Differentiable Folding for Nearest Neighbor Model Optimization
Ryan K. Krueger, Sharon Aviran, David H. Mathews, Jeffrey Zuber, Max Ward
TL;DR
The paper tackles the challenge of fitting the extensive Turner Nearest Neighbor thermodynamic parameters for RNA secondary structure by reframing parameter optimization as differentiable folding, enabling gradient-based fitting from both structural and thermodynamic data. It introduces a general, scalable framework implemented in JAX that differentiates through the partition function $Z_{q,\theta}$ to optimize NN parameters, with configurable base-parameter extrapolation and grammar variants ($d0$/$d2$).
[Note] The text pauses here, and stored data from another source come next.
//! Error types for kernel operations.
//!
//! This module defines the canonical error type used throughout the kernel.
//! All subsystems return `Result<T, KernelError>` for error handling.

use crate::kernel::capability::DenyReason;
use crate::kernel::provenance::Provenance;
use rusqlite;
use std::io;
use thiserror::Error;

/// Canonical error type for all kernel operations.
///
/// Uses `thiserror` for automatic `Display` and `Error` trait implementations.
/// Variants auto-convert from `rusqlite::Error` and `std::io::Error` via `#[from]`.
#[derive(Error, Debug)]
pub enum KernelError {
    /// SQLite database error (auto-converts from `rusqlite::Error`)
    #[error("SQLite error: {0}")]
    Rusqlite(#[from] rusqlite::Error),

    /// I/O error (auto-converts from `std::io::Error`)
    #[error("I/O error: {0}")]
    Io(#[from] io::Error),

    /// No live capability authorizes the requested operation
    #[error("capability denied for {principal}: {op} on {resource} ({})", .reason.as_str())]
    CapabilityDenied {
        principal: String,
        op: String,
        resource: String,
        reason: DenyReason,
    },

    /// Object registry lookup miss
    #[error("object not found: {id}")]
    ObjectNotFound { id: String },

    /// Update pre-condition did not match the live value
    #[error("object conflict on {id}: expected {expected}, found {actual}")]
    ObjectConflict {
        id: String,
        expected: String,
        actual: String,
    },

    /// Transition attempted on a terminal transaction
    #[error("transaction {tx_id} is {state}")]
    TransactionClosed { tx_id: String, state: String },

    /// Rollback attempted across a committed irreversible operation
    #[error("irreversible operation {op} already committed in {tx_id}")]
    IrreversibleOperation { op: String, tx_id: String },

    /// Mediation-boundary refusal (capability firewall)
    #[error("security rule '{rule}' refused {op} (provenance {})", .provenance.as_str())]
    Security {
        rule: String,
        op: String,
        provenance: Provenance,
    },

    /// Submission exhausted a runtime budget
    #[error("quota exceeded: {kind}")]
    QuotaExceeded { kind: String },

    /// Wall-clock deadline passed at a mediated call boundary
    #[error("timed out in {op} after {budget_ms}ms")]
    Timeout { op: String, budget_ms: u64 },

    /// Submission cancelled by a supervisor
    #[error("cancelled during {op}")]
    Cancelled { op: String },

    /// Renderer collaborator failure; `transient` failures may be retried
    #[error("renderer error: {cause}")]
    Renderer { cause: String, transient: bool },

    /// Audit append failure. Fatal for the originating operation: the
    /// operation must not be treated as allowed (fail-closed).
    #[error("audit write failed: {cause}")]
    AuditWrite { cause: String },

    /// Audit query failure (recoverable)
    #[error("audit query failed: {cause}")]
    AuditQuery { cause: String },

    /// Pre-execution admission or input validation failure
    #[error("validation error: {0}")]
    Validation(String),

    /// Resource not found (missing capability id, checkpoint label, etc.)
    #[error("not found: {0}")]
    NotFound(String),
}

impl KernelError {
    /// Stable `error_kind` label recorded in audit entries.
    pub fn kind_label(&self) -> &'static str {
        match self {
            KernelError::Rusqlite(_) => "storage",
            KernelError::Io(_) => "io",
            KernelError::CapabilityDenied { reason, .. } => reason.as_str(),
            KernelError::ObjectNotFound { .. } => "object_not_found",
            KernelError::ObjectConflict { .. } => "object_conflict",
            KernelError::TransactionClosed { .. } => "transaction_closed",
            KernelError::IrreversibleOperation { .. } => "irreversible",
            KernelError::Security { .. } => "firewall",
            KernelError::QuotaExceeded { .. } => "quota_exceeded",
            KernelError::Timeout { .. } => "timeout",
            KernelError::Cancelled { .. } => "cancelled",
            KernelError::Renderer { .. } => "renderer",
            KernelError::AuditWrite { .. } => "audit_write",
            KernelError::AuditQuery { .. } => "audit_query",
            KernelError::Validation(_) => "validation",
            KernelError::NotFound(_) => "not_found",
        }
    }
}
//! Core kernel subsystems: the trusted computing base between untrusted
//! agent code and browser-local state.
//!
//! ## Module Overview
//!
//! - **`audit`**: Append-only, causally linked, secret-redacting log
//! - **`object`**: Canonical registry of typed resources with stable ids
//! - **`capability`**: Authorization decisions with durable revocation
//! - **`transaction`**: Checkpoints, hybrid snapshots, rollback, commit gating
//! - **`renderer`**: Opaque renderer collaborator boundary (+ mock)
//! - **`approval`**: Human governance collaborator boundary
//! - **`store`** / **`db`** / **`schemas`**: Durable-store plumbing
//! - **`config`** / **`error`** / **`time`** / **`pattern`** / **`provenance`**: shared primitives
//!
//! Subsystems are wired once through `Kernel::init` and passed to
//! dependents as explicit parameters; there is no ambient global access.

pub mod approval;
pub mod audit;
pub mod capability;
pub mod config;
pub mod db;
pub mod error;
pub mod object;
pub mod pattern;
pub mod provenance;
pub mod renderer;
pub mod schemas;
pub mod store;
pub mod time;
pub mod transaction;

use crate::kernel::audit::AuditLog;
use crate::kernel::capability::CapabilityBroker;
use crate::kernel::config::KernelConfig;
use crate::kernel::error::KernelError;
use crate::kernel::object::ObjectManager;
use crate::kernel::store::Store;
use crate::kernel::transaction::Coordinator;
use std::sync::Arc;

/// The wired kernel: one per process (or per test).
///
/// `init` builds the subsystems leaves-first; `shutdown` forcibly aborts
/// any transaction still active. Audit entries and revocations survive
/// restart; objects and transactions do not.
pub struct Kernel {
    pub store: Store,
    pub config: KernelConfig,
    pub audit: Arc<AuditLog>,
    pub objects: Arc<ObjectManager>,
    pub broker: Arc<CapabilityBroker>,
    pub coordinator: Arc<Coordinator>,
}

impl Kernel {
    pub fn init(store: Store, config: KernelConfig) -> Result<Self, KernelError> {
        let audit = Arc::new(AuditLog::open(&store)?);
        let objects = Arc::new(ObjectManager::new(config.version_ring_capacity));
        let broker = Arc::new(CapabilityBroker::open(&store, Arc::clone(&audit))?);
        let coordinator = Arc::new(Coordinator::new(
            Arc::clone(&objects),
            Arc::clone(&audit),
            config.snapshot_copy_max_bytes,
        ));
        Ok(Self {
            store,
            config,
            audit,
            objects,
            broker,
            coordinator,
        })
    }

    /// Abort everything still active. Idempotent.
    pub fn shutdown(&self) -> Result<(), KernelError> {
        self.coordinator.shutdown()
    }
}

#[cfg(test)]
mod tests {
    use super::*;
    use tempfile::tempdir;

    #[test]
    fn test_init_and_shutdown() {
        let tmp = tempdir().expect("tempdir");
        let kernel = Kernel::init(Store::at(tmp.path()), KernelConfig::default()).expect("init");
        let tx = kernel.coordinator.begin("agent:1", None).expect("begin");
        kernel.shutdown().expect("shutdown");
        assert_eq!(
            kernel.coordinator.state(tx),
            Some(crate::kernel::transaction::TxState::Aborted)
        );
    }
}
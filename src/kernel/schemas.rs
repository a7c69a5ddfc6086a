// src/kernel/schemas.rs
// Centralized database schema definitions for the kernel's durable store.

pub const KERNEL_DB_NAME: &str = "kernel.db";

// --- Audit ---
pub const AUDIT_DB_SCHEMA_ENTRIES: &str = "
    CREATE TABLE IF NOT EXISTS entries (
        id TEXT PRIMARY KEY,
        ts REAL NOT NULL,
        principal TEXT NOT NULL,
        op TEXT NOT NULL,
        object TEXT,
        args BLOB NOT NULL,
        result TEXT NOT NULL,
        error_kind TEXT,
        tx_id TEXT,
        cp_id TEXT,
        provenance TEXT NOT NULL,
        risk_tier TEXT,
        prev_id TEXT
    )
";

pub const AUDIT_DB_INDEX_PRINCIPAL_TS: &str =
    "CREATE INDEX IF NOT EXISTS idx_entries_principal_ts ON entries(principal, ts)";
pub const AUDIT_DB_INDEX_OP: &str = "CREATE INDEX IF NOT EXISTS idx_entries_op ON entries(op)";
pub const AUDIT_DB_INDEX_TX: &str = "CREATE INDEX IF NOT EXISTS idx_entries_tx ON entries(tx_id)";

// --- Grants ---
// Re-emitted at startup; a revocation tombstone always overrides a
// re-emitted grant, so zombie tokens are impossible.
pub const GRANT_DB_SCHEMA: &str = "
    CREATE TABLE IF NOT EXISTS grants (
        cap_id TEXT PRIMARY KEY,
        principal TEXT NOT NULL,
        operation TEXT NOT NULL,
        resource TEXT NOT NULL,
        risk_tier TEXT NOT NULL,
        expires_at REAL,
        constraints TEXT NOT NULL,
        issued_at REAL NOT NULL
    )
";

pub const GRANT_DB_INDEX_PRINCIPAL: &str =
    "CREATE INDEX IF NOT EXISTS idx_grants_principal ON grants(principal)";

// --- Revocations ---
pub const REVOCATION_DB_SCHEMA: &str = "
    CREATE TABLE IF NOT EXISTS revocations (
        cap_id TEXT PRIMARY KEY,
        principal TEXT NOT NULL,
        revoked_at REAL NOT NULL,
        reason TEXT NOT NULL
    )
";

pub const REVOCATION_DB_INDEX_PRINCIPAL: &str =
    "CREATE INDEX IF NOT EXISTS idx_revocations_principal ON revocations(principal)";

// --- Meta (redaction salt row) ---
pub const KERNEL_META_SCHEMA: &str = "
    CREATE TABLE IF NOT EXISTS kernel_meta (
        key TEXT PRIMARY KEY,
        value TEXT NOT NULL
    )
";

pub const META_KEY_REDACTION_SALT: &str = "redaction_salt";
//! Human governance collaborator boundary.
//!
//! Approval decisions feed back into the broker as grants with matching
//! scope: a session approval becomes a standing capability, a one-shot
//! approval becomes a single-use grant that tombstones itself after its
//! first `require`.

use crate::kernel::capability::RiskTier;

#[derive(Debug, Clone, Copy, PartialEq, Eq)]
pub enum ApprovalDecision {
    ApproveOnce,
    ApproveSession,
    Deny,
}

/// Governance collaborator. Implementations may block (a terminal prompt,
/// a policy engine); the kernel only sees the decision.
pub trait Approver: Send + Sync {
    fn approve(&self, prompt: &str, tier: RiskTier) -> ApprovalDecision;
}

/// Fixed-policy approver for tests and headless runs.
pub struct AutoApprover {
    decision: ApprovalDecision,
}

impl AutoApprover {
    pub fn new(decision: ApprovalDecision) -> Self {
        Self { decision }
    }

    /// Default stance: deny everything that asks.
    pub fn deny_all() -> Self {
        Self::new(ApprovalDecision::Deny)
    }
}

impl Approver for AutoApprover {
    fn approve(&self, _prompt: &str, _tier: RiskTier) -> ApprovalDecision {
        self.decision
    }
}
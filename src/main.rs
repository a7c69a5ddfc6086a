use clap::Parser;
use portcullis::cli::{self, Cli};

fn main() -> anyhow::Result<()> {
    cli::run(Cli::parse())
}
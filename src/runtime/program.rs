//! Agent program AST.
//!
//! Submissions arrive as JSON-encoded programs and deserialize into this
//! typed tree; parsing *is* the AST construction, and admission walks the
//! result. The language is deliberately tiny: let-bindings, calls into the
//! mediated surface and a small pure stdlib, and scoped transaction blocks
//! with checkpoint/rollback/commit statements.

use serde::{Deserialize, Serialize};
use serde_json::Value as JsonValue;
use std::collections::BTreeMap;

/// A parsed agent submission.
#[derive(Debug, Clone, Serialize, Deserialize)]
pub struct Program {
    /// Imported surfaces; admission checks these against the allow-list.
    #[serde(default)]
    pub imports: Vec<String>,
    pub body: Vec<Stmt>,
}

#[derive(Debug, Clone, Serialize, Deserialize)]
#[serde(tag = "stmt", rename_all = "snake_case")]
pub enum Stmt {
    /// Bind the value of `expr` to `name`.
    Let { name: String, expr: Expr },
    /// Evaluate a call for its effects.
    Call { call: CallExpr },
    /// Scoped transaction: commits only via an explicit `commit` statement;
    /// every other exit path aborts.
    Transaction { body: Vec<Stmt> },
    Checkpoint {
        label: String,
    },
    Rollback {
        #[serde(default)]
        label: Option<String>,
    },
    Commit,
}

#[derive(Debug, Clone, Serialize, Deserialize)]
#[serde(untagged)]
pub enum Expr {
    Call(CallExpr),
    Var { var: String },
    /// Plain JSON literal. Objects using the reserved keys `target` or
    /// `var` parse as the structured variants above.
    Lit(JsonValue),
}

#[derive(Debug, Clone, Serialize, Deserialize)]
pub struct CallExpr {
    /// Dotted call target, e.g. `browser.tab.open` or `strings.concat`.
    pub target: String,
    #[serde(default)]
    pub args: Vec<Expr>,
    #[serde(default)]
    pub kwargs: BTreeMap<String, Expr>,
}

/// Structured pre-execution error: which rule fired and where.
#[derive(Debug, Clone, PartialEq, Eq, Serialize, Deserialize)]
pub struct ValidationError {
    pub rule: String,
    pub location: String,
    pub message: String,
}

impl ValidationError {
    pub fn new(rule: &str, location: &str, message: String) -> Self {
        Self {
            rule: rule.to_string(),
            location: location.to_string(),
            message,
        }
    }
}

/// Parse a source string into a `Program`. A parse failure is reported in
/// the same structured form admission uses.
pub fn parse_program(source: &str) -> Result<Program, Vec<ValidationError>> {
    serde_json::from_str(source).map_err(|e| {
        vec![ValidationError::new(
            "parse",
            "<root>",
            format!("program does not parse: {}", e),
        )]
    })
}

#[cfg(test)]
mod tests {
    use super::*;
    use serde_json::json;

    #[test]
    fn test_parse_minimal_program() {
        let source = json!({
            "imports": ["browser"],
            "body": [
                {"stmt": "let", "name": "t", "expr": {"target": "browser.tab.open", "args": ["https://a.test"]}},
                {"stmt": "call", "call": {"target": "browser.tab.extract", "args": [{"var": "t"}, "markdown"]}}
            ]
        })
        .to_string();
        let program = parse_program(&source).expect("parse");
        assert_eq!(program.imports, vec!["browser"]);
        assert_eq!(program.body.len(), 2);
        match &program.body[0] {
            Stmt::Let { name, expr } => {
                assert_eq!(name, "t");
                assert!(matches!(expr, Expr::Call(_)));
            }
            other => panic!("unexpected stmt: {:?}", other),
        }
    }

    #[test]
    fn test_parse_transaction_block() {
        let source = json!({
            "body": [
                {"stmt": "transaction", "body": [
                    {"stmt": "checkpoint", "label": "pre"},
                    {"stmt": "rollback", "label": "pre"},
                    {"stmt": "commit"}
                ]}
            ]
        })
        .to_string();
        let program = parse_program(&source).expect("parse");
        match &program.body[0] {
            Stmt::Transaction { body } => assert_eq!(body.len(), 3),
            other => panic!("unexpected stmt: {:?}", other),
        }
    }

    #[test]
    fn test_parse_failure_is_structured() {
        let errors = parse_program("not json").expect_err("parse failure");
        assert_eq!(errors.len(), 1);
        assert_eq!(errors[0].rule, "parse");
    }

    #[test]
    fn test_literal_vs_var() {
        let source = json!({
            "body": [
                {"stmt": "let", "name": "a", "expr": 42},
                {"stmt": "let", "name": "b", "expr": {"var": "a"}}
            ]
        })
        .to_string();
        let program = parse_program(&source).expect("parse");
        match &program.body[0] {
            Stmt::Let { expr: Expr::Lit(v), .. } => assert_eq!(v, &json!(42)),
            other => panic!("unexpected stmt: {:?}", other),
        }
        match &program.body[1] {
            Stmt::Let { expr: Expr::Var { var }, .. } => assert_eq!(var, "a"),
            other => panic!("unexpected stmt: {:?}", other),
        }
    }
}
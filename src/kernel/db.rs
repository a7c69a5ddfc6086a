//! Database connection and initialization utilities.
//!
//! Low-level connection primitives for the kernel's single durable store.
//! The audit log owns its connection exclusively; the capability broker
//! opens a second connection for tombstone writes (WAL makes this safe).

use crate::kernel::error::KernelError;
use crate::kernel::schemas;
use crate::kernel::store::Store;
use rusqlite::Connection;
use std::fs;

/// Establish a SQLite connection with the kernel's standard configuration.
///
/// Enables:
/// - WAL (Write-Ahead Logging) mode for better concurrency
/// - Foreign key constraints
/// - 5-second busy timeout for lock contention
pub fn db_connect(db_path: &str) -> Result<Connection, KernelError> {
    let conn = Connection::open(db_path)?;
    conn.busy_timeout(std::time::Duration::from_secs(5))
        .map_err(KernelError::Rusqlite)?;
    conn.query_row("PRAGMA journal_mode=WAL;", [], |_| Ok(()))
        .map_err(KernelError::Rusqlite)?;
    conn.execute("PRAGMA foreign_keys=ON;", [])
        .map_err(KernelError::Rusqlite)?;
    Ok(conn)
}

/// Create the kernel database and all durable tables if absent.
pub fn initialize_kernel_db(store: &Store) -> Result<(), KernelError> {
    fs::create_dir_all(&store.root).map_err(KernelError::Io)?;
    let db_path = store.kernel_db_path();
    let conn = db_connect(&db_path.to_string_lossy())?;

    conn.execute(schemas::AUDIT_DB_SCHEMA_ENTRIES, [])?;
    conn.execute(schemas::AUDIT_DB_INDEX_PRINCIPAL_TS, [])?;
    conn.execute(schemas::AUDIT_DB_INDEX_OP, [])?;
    conn.execute(schemas::AUDIT_DB_INDEX_TX, [])?;
    conn.execute(schemas::GRANT_DB_SCHEMA, [])?;
    conn.execute(schemas::GRANT_DB_INDEX_PRINCIPAL, [])?;
    conn.execute(schemas::REVOCATION_DB_SCHEMA, [])?;
    conn.execute(schemas::REVOCATION_DB_INDEX_PRINCIPAL, [])?;
    conn.execute(schemas::KERNEL_META_SCHEMA, [])?;

    Ok(())
}

#[cfg(test)]
mod tests {
    use super::*;
    use tempfile::tempdir;

    #[test]
    fn test_initialize_kernel_db_creates_tables() {
        let tmp = tempdir().expect("tempdir");
        let store = Store::at(tmp.path());
        initialize_kernel_db(&store).expect("init");

        let conn = db_connect(&store.kernel_db_path().to_string_lossy()).expect("connect");
        let count: i64 = conn
            .query_row(
                "SELECT COUNT(*) FROM sqlite_master WHERE type='table' AND name IN ('entries','revocations','kernel_meta')",
                [],
                |row| row.get(0),
            )
            .expect("table count");
        assert_eq!(count, 3);

        let fk_on: i64 = conn
            .query_row("PRAGMA foreign_keys;", [], |row| row.get(0))
            .expect("pragma foreign_keys");
        assert_eq!(fk_on, 1);
    }
}
//! Static code admission.
//!
//! Walks a parsed program and refuses anything outside the vetted surface:
//! imports not on the allow-list, eval/exec-style primitives, identifiers
//! touching double-underscored names, raw network or filesystem roots, and
//! form kinds outside the closed enumeration. A single violation refuses
//! execution; the full list is returned so the submitter can fix all of it
//! at once. There is no mechanism to extend the allow-list at runtime.

use crate::runtime::program::{CallExpr, Expr, Program, Stmt, ValidationError};
use serde_json::Value as JsonValue;

/// Importable surface: `browser` plus a small pure stdlib.
pub const IMPORT_ALLOW_LIST: &[&str] = &["browser", "strings", "math", "json", "records"];

/// Host primitives that must never be reachable from agent code.
const FORBIDDEN_CALLS: &[&str] = &["eval", "exec", "compile", "spawn"];

/// Raw I/O roots the mediated surface replaces.
const FORBIDDEN_ROOTS: &[&str] = &["net", "fs", "socket", "file", "os", "process"];

/// Closed enumeration of form kinds.
pub const FORM_KINDS: &[&str] = &["login", "search", "generic"];

/// Walk the program; an empty result admits it.
pub fn admit(program: &Program) -> Vec<ValidationError> {
    let mut errors = Vec::new();

    for (i, import) in program.imports.iter().enumerate() {
        if !IMPORT_ALLOW_LIST.contains(&import.as_str()) {
            errors.push(ValidationError::new(
                "import-allow-list",
                &format!("imports[{}]", i),
                format!("import '{}' is not allow-listed", import),
            ));
        }
    }

    walk_stmts(&program.body, "body", &mut errors);
    errors
}

fn walk_stmts(stmts: &[Stmt], location: &str, errors: &mut Vec<ValidationError>) {
    for (i, stmt) in stmts.iter().enumerate() {
        let loc = format!("{}[{}]", location, i);
        match stmt {
            Stmt::Let { name, expr } => {
                check_identifier(name, &loc, errors);
                walk_expr(expr, &format!("{}.expr", loc), errors);
            }
            Stmt::Call { call } => walk_call(call, &format!("{}.call", loc), errors),
            Stmt::Transaction { body } => walk_stmts(body, &format!("{}.body", loc), errors),
            Stmt::Checkpoint { label } => check_identifier(label, &loc, errors),
            Stmt::Rollback { label } => {
                if let Some(label) = label {
                    check_identifier(label, &loc, errors);
                }
            }
            Stmt::Commit => {}
        }
    }
}

fn walk_expr(expr: &Expr, location: &str, errors: &mut Vec<ValidationError>) {
    match expr {
        Expr::Call(call) => walk_call(call, location, errors),
        Expr::Var { var } => check_identifier(var, location, errors),
        Expr::Lit(_) => {}
    }
}

fn walk_call(call: &CallExpr, location: &str, errors: &mut Vec<ValidationError>) {
    let segments: Vec<&str> = call.target.split('.').collect();

    for segment in &segments {
        if segment.contains("__") {
            errors.push(ValidationError::new(
                "dunder-access",
                location,
                format!("attribute access on '{}' is refused", segment),
            ));
        }
    }

    if let Some(root) = segments.first() {
        if FORBIDDEN_ROOTS.contains(root) {
            errors.push(ValidationError::new(
                "raw-io",
                location,
                format!("raw {} primitives are not available", root),
            ));
        } else if !IMPORT_ALLOW_LIST.contains(root) {
            errors.push(ValidationError::new(
                "unknown-surface",
                location,
                format!("call target '{}' is outside the bound surface", call.target),
            ));
        }
    }

    if let Some(last) = segments.last() {
        if FORBIDDEN_CALLS.contains(last) {
            errors.push(ValidationError::new(
                "dynamic-execution",
                location,
                format!("'{}' is a refused execution primitive", last),
            ));
        }
    }

    if call.target == "browser.form.find" {
        check_form_kind(call, location, errors);
    }

    for (i, arg) in call.args.iter().enumerate() {
        walk_expr(arg, &format!("{}.args[{}]", location, i), errors);
    }
    for (key, value) in &call.kwargs {
        check_identifier(key, location, errors);
        walk_expr(value, &format!("{}.kwargs.{}", location, key), errors);
    }
}

/// Unknown form kinds are rejected before execution, not at dispatch time.
fn check_form_kind(call: &CallExpr, location: &str, errors: &mut Vec<ValidationError>) {
    let kind = call
        .kwargs
        .get("kind")
        .or_else(|| call.args.get(1));
    if let Some(Expr::Lit(JsonValue::String(kind))) = kind {
        if !FORM_KINDS.contains(&kind.as_str()) {
            errors.push(ValidationError::new(
                "form-kind",
                location,
                format!("unknown form kind '{}'", kind),
            ));
        }
    }
}

fn check_identifier(name: &str, location: &str, errors: &mut Vec<ValidationError>) {
    if name.contains("__") {
        errors.push(ValidationError::new(
            "dunder-access",
            location,
            format!("identifier '{}' is refused", name),
        ));
    }
}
Using two data sources—thermodynamic optical melting data (RNAometer) and structural data (ArchiveII)—and a joint loss $\mathcal{L}(\theta)=(1-\alpha)\mathcal{L}_{\text{struct}}(\theta)+\alpha\mathcal{L}_{\text{thermo}}(\theta)$, the approach yields substantial improvements over baselines across multiple RNA families and unseen datasets, including dramatic gains in ground-truth sequence-structure probabilities (up to $1.3\times 10^{53}$). The work paves the way for integrating new experimental data, refining thermodynamic interpretations, and embedding NN parameter fitting as a module in larger deep learning pipelines, with software and RNAometer data made publicly available.
Abstract
The Nearest Neighbor model is the $\textit{de facto}$ thermodynamic model of RNA secondary structure formation and is a cornerstone of RNA structure prediction and sequence design. The current functional form (Turner 2004) contains $\approx13,000$ underlying thermodynamic parameters, and fitting these to both experimental and structural data is computationally challenging. Here, we leverage recent advances in $\textit{differentiable folding}$, a method for directly computing gradients of the RNA folding algorithms, to devise an efficient, scalable, and flexible means of parameter optimization that uses known RNA structures and thermodynamic experiments. Our method yields a significantly improved parameter set that outperforms existing baselines on all metrics, including an increase in the average predicted probability of ground-truth sequence-structure pairs for a single RNA family by over 23 orders of magnitude. Our framework provides a path towards drastically improved RNA models, enabling the flexible incorporation of new experimental data, definition of novel loss terms, large training sets, and even treatment as a module in larger deep learning pipelines. We make available a new database, RNAometer, with experimentally-determined stabilities for small RNA model systems.